Peach Twig Borer

Peach twig borer damage Peach twig borer


Apricot, nectarine, peach


In spring, the brown larvae emerge from protected cells on the limbs of trees, and tunnel into succulent shoot tips where they soon pupate to adults.  Later in the season (after shoot growth hardens off), larvae enter soft fruit. 


Infested twigs wilt and die back and small masses of gum exude from tunnel openings; larvae typically enter fruit near the stem end, especially in fruits with split pits; frass is present at larval entries into fruit.

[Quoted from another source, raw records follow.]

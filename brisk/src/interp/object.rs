//! Object store
//!
//! All objects of a run live in one arena and are addressed by [`ObjectId`].
//! Variables hold handles; the store owns the objects. Nothing is freed
//! before the interpreter is dropped.

use super::error::{InterpResult, RuntimeError};
use super::value::{Closure, Value};
use std::collections::{BTreeMap, HashMap, HashSet};
use std::fmt;
use std::rc::Rc;

/// Handle to an object in an [`ObjectStore`]
#[derive(Debug, Clone, Copy, PartialEq, Eq, Hash, PartialOrd, Ord)]
pub struct ObjectId(usize);

impl ObjectId {
    pub fn index(self) -> usize {
        self.0
    }
}

impl fmt::Display for ObjectId {
    fn fmt(&self, f: &mut fmt::Formatter<'_>) -> fmt::Result {
        write!(f, "#{}", self.0)
    }
}

/// A prototype-based object
#[derive(Debug, Clone, Default)]
pub struct Object {
    pub properties: HashMap<String, Value>,
    /// Methods overloaded by arity
    pub methods: HashMap<String, BTreeMap<usize, Rc<Closure>>>,
    pub proto: Option<ObjectId>,
}

/// Arena of live objects
#[derive(Debug, Default)]
pub struct ObjectStore {
    objects: Vec<Object>,
}

/// Walks an object and its prototypes, reporting a cycle instead of looping
struct Chain<'a> {
    store: &'a ObjectStore,
    next: Option<ObjectId>,
    seen: HashSet<ObjectId>,
}

impl<'a> Iterator for Chain<'a> {
    type Item = InterpResult<&'a Object>;

    fn next(&mut self) -> Option<Self::Item> {
        let id = self.next.take()?;
        if !self.seen.insert(id) {
            return Some(Err(RuntimeError::cyclic_prototype(id)));
        }
        let store = self.store;
        let object = store.get(id);
        self.next = object.proto;
        Some(Ok(object))
    }
}

impl ObjectStore {
    pub fn new() -> Self {
        ObjectStore {
            objects: Vec::new(),
        }
    }

    /// Allocate an empty object with no prototype
    pub fn alloc(&mut self) -> ObjectId {
        let id = ObjectId(self.objects.len());
        self.objects.push(Object::default());
        id
    }

    pub fn len(&self) -> usize {
        self.objects.len()
    }

    pub fn is_empty(&self) -> bool {
        self.objects.is_empty()
    }

    /// Handles are only minted by this store, so indexing cannot miss.
    pub fn get(&self, id: ObjectId) -> &Object {
        &self.objects[id.index()]
    }

    pub fn get_mut(&mut self, id: ObjectId) -> &mut Object {
        &mut self.objects[id.index()]
    }

    fn chain(&self, id: ObjectId) -> Chain<'_> {
        Chain {
            store: self,
            next: Some(id),
            seen: HashSet::new(),
        }
    }

    /// The prototype link as a value (Nil when unset)
    pub fn proto(&self, id: ObjectId) -> Value {
        match self.get(id).proto {
            Some(proto) => Value::Object(proto),
            None => Value::Nil,
        }
    }

    /// Write the prototype link. Only objects and nil are accepted.
    pub fn set_proto(&mut self, id: ObjectId, value: &Value) -> InterpResult<()> {
        let proto = match value {
            Value::Object(proto) => Some(*proto),
            Value::Nil => None,
            other => return Err(RuntimeError::invalid_proto(other.type_name())),
        };
        self.get_mut(id).proto = proto;
        Ok(())
    }

    /// Write `obj.field`: closures become methods under their arity, anything
    /// else a property. Either replaces whatever the name held before.
    pub fn set_field(&mut self, id: ObjectId, field: &str, value: Value) {
        let object = self.get_mut(id);
        match value {
            Value::Closure(closure) => {
                object.properties.remove(field);
                object
                    .methods
                    .entry(field.to_string())
                    .or_default()
                    .insert(closure.arity(), closure);
            }
            value => {
                object.methods.remove(field);
                object.properties.insert(field.to_string(), value);
            }
        }
    }

    /// Read `obj.field`, searching properties along the prototype chain.
    /// `proto` reads the prototype link itself.
    pub fn get_property(&self, id: ObjectId, field: &str) -> InterpResult<Value> {
        if field == "proto" {
            return Ok(self.proto(id));
        }
        for object in self.chain(id) {
            if let Some(value) = object?.properties.get(field) {
                return Ok(value.clone());
            }
        }
        Err(RuntimeError::property_not_found(field))
    }

    /// Resolve `obj.name(..)` with `arity` arguments.
    ///
    /// At each object along the chain a matching overload wins; a property
    /// of that name stops the search as not callable.
    pub fn find_method(&self, id: ObjectId, name: &str, arity: usize) -> InterpResult<Rc<Closure>> {
        let mut other_arity = false;
        for object in self.chain(id) {
            let object = object?;
            if let Some(overloads) = object.methods.get(name) {
                if let Some(method) = overloads.get(&arity) {
                    return Ok(Rc::clone(method));
                }
                other_arity = true;
            } else if object.properties.contains_key(name) {
                return Err(RuntimeError::property_not_callable(name));
            }
        }
        if other_arity {
            Err(RuntimeError::method_overload_not_found(name, arity))
        } else {
            Err(RuntimeError::method_not_found(name))
        }
    }

    /// Copy a value so that nothing reachable from the copy is shared with
    /// the original object graph. Closures, methods included, get their own
    /// snapshot cells; their captured scope chain stays shared.
    ///
    /// The object graph is walked with an explicit worklist, so arbitrarily
    /// long chains of objects copy without growing the native stack.
    pub fn deep_copy(&mut self, value: &Value) -> Value {
        let mut copy = DeepCopy::default();
        let result = self.copy_value(value, &mut copy);
        while let Some((original, target)) = copy.pending.pop() {
            let source = self.get(original).clone();
            let properties: HashMap<_, _> = source
                .properties
                .into_iter()
                .map(|(name, value)| {
                    let value = self.copy_value(&value, &mut copy);
                    (name, value)
                })
                .collect();
            let methods = source
                .methods
                .into_iter()
                .map(|(name, overloads)| {
                    let overloads: BTreeMap<_, _> = overloads
                        .into_iter()
                        .map(|(arity, method)| (arity, copy.closure(&method)))
                        .collect();
                    (name, overloads)
                })
                .collect();
            let proto = source.proto.map(|proto| self.copy_id(proto, &mut copy));

            *self.get_mut(target) = Object {
                properties,
                methods,
                proto,
            };
        }
        result
    }

    fn copy_value(&mut self, value: &Value, copy: &mut DeepCopy) -> Value {
        match value {
            Value::Object(id) => Value::Object(self.copy_id(*id, copy)),
            Value::Closure(closure) => Value::Closure(copy.closure(closure)),
            other => other.clone(),
        }
    }

    /// Handle of the copy of `id`, allocating it and queueing its contents
    /// the first time `id` is reached.
    fn copy_id(&mut self, id: ObjectId, copy: &mut DeepCopy) -> ObjectId {
        if let Some(&target) = copy.objects.get(&id) {
            return target;
        }
        let target = self.alloc();
        copy.objects.insert(id, target);
        copy.pending.push((id, target));
        target
    }
}

/// State of one deep copy. Originals map to their copies, so shared
/// sub-objects stay shared inside the copy and cycles close.
#[derive(Default)]
struct DeepCopy {
    objects: HashMap<ObjectId, ObjectId>,
    closures: HashMap<*const Closure, Rc<Closure>>,
    /// Copies allocated but not yet filled in
    pending: Vec<(ObjectId, ObjectId)>,
}

impl DeepCopy {
    fn closure(&mut self, closure: &Rc<Closure>) -> Rc<Closure> {
        let fork = self
            .closures
            .entry(Rc::as_ptr(closure))
            .or_insert_with(|| Rc::new(closure.fork()));
        Rc::clone(fork)
    }
}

  • Non-mating disruption:  Hang pheromone trap with peach twig borer lure at 300 degree days after March 1 to record date of first moth flight (called biofix, when 2+ moths have been caught).  Leave trap in orchard and check moth numbers weekly to monitor population throughout the season. 
  • Mating disruption:  There are no special peach twig borer lures for monitoring orchards under mating disruption.

Treatment Threshold

Usually treatment is always needed throughout the season; no threshold has been determined for peach twig borer under conventional management or mating disruption.

Degree Day Model

  • Upper threshold:  88°F
  • Lower threshold:  50°F

Event Degree Days
5-28% egg hatch (1st gen) 300-400
5-28% egg hatch (2nd gen) 1200-1360

Management Considerations:  Proper timing of insecticides is important.  Utah offers spray timing dates, Colorado offers fruit information, and Idaho offers the Pacific Northwest Pest Alert Network

In addition, maintain proper sanitation by removing apple bins from the orchard and removing/mowing fallen fruit.